BEGIN RECORDS PROVIDED

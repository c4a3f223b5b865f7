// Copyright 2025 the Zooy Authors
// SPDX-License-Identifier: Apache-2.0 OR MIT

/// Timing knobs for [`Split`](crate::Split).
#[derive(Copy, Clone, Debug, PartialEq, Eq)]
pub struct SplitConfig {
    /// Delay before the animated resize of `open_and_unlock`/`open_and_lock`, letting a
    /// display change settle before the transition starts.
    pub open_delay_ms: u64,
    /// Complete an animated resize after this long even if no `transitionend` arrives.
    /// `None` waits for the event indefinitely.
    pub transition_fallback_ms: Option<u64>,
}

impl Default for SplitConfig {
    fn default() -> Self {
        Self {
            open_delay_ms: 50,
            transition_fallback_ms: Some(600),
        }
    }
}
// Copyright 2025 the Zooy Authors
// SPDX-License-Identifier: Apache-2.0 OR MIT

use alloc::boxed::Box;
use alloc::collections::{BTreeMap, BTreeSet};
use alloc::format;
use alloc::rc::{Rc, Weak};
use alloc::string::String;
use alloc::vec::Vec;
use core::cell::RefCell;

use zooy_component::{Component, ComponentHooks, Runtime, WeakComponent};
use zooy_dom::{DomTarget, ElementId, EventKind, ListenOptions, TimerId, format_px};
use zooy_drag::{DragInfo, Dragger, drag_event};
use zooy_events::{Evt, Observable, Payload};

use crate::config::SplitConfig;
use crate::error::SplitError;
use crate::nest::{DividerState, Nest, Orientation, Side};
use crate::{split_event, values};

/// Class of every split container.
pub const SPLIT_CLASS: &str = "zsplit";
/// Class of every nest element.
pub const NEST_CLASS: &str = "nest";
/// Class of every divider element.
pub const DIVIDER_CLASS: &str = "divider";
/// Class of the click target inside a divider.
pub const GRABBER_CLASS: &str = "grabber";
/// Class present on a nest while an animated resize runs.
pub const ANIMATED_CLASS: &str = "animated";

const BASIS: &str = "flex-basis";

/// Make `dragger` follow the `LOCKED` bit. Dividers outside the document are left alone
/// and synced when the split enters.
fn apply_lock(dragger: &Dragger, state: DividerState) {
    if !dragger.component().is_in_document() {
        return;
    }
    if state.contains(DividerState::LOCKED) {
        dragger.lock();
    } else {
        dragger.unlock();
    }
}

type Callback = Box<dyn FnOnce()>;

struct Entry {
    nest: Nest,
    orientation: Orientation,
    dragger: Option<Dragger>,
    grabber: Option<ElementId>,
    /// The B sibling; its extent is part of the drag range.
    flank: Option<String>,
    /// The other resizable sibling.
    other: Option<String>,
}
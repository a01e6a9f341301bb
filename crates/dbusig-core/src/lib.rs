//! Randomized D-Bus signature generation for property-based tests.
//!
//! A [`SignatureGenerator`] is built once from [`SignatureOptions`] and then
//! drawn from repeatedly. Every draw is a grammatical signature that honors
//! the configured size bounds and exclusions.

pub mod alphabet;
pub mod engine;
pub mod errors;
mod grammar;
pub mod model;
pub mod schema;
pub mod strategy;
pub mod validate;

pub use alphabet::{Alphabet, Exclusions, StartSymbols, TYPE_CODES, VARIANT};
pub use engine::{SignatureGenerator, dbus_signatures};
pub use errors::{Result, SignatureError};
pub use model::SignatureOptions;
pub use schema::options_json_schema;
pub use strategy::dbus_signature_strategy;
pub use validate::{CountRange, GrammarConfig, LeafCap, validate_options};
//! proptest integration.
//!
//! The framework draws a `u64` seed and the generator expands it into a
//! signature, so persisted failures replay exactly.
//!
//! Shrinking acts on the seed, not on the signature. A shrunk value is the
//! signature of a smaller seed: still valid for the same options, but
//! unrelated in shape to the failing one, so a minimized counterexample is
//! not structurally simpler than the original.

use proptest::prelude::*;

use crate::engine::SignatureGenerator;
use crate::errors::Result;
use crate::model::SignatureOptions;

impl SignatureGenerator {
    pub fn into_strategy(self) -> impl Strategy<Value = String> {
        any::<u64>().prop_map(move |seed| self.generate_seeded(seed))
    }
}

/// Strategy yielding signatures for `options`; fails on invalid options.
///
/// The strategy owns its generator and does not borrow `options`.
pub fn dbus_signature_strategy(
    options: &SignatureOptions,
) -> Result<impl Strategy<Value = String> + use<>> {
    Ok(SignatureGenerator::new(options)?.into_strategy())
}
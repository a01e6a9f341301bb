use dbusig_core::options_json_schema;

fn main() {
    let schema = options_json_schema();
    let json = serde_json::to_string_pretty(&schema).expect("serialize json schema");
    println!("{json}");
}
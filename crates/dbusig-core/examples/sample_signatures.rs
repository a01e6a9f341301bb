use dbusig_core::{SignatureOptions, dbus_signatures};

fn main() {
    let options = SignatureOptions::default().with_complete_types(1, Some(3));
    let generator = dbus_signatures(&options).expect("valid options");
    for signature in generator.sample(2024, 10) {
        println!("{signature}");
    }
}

END RECORDS PROVIDED

Check each line above for the word "sibling" and copy the ones that have it.

# ANSWER BELOW
    /// The B sibling; its extent is part of the drag range.
    /// The other resizable sibling.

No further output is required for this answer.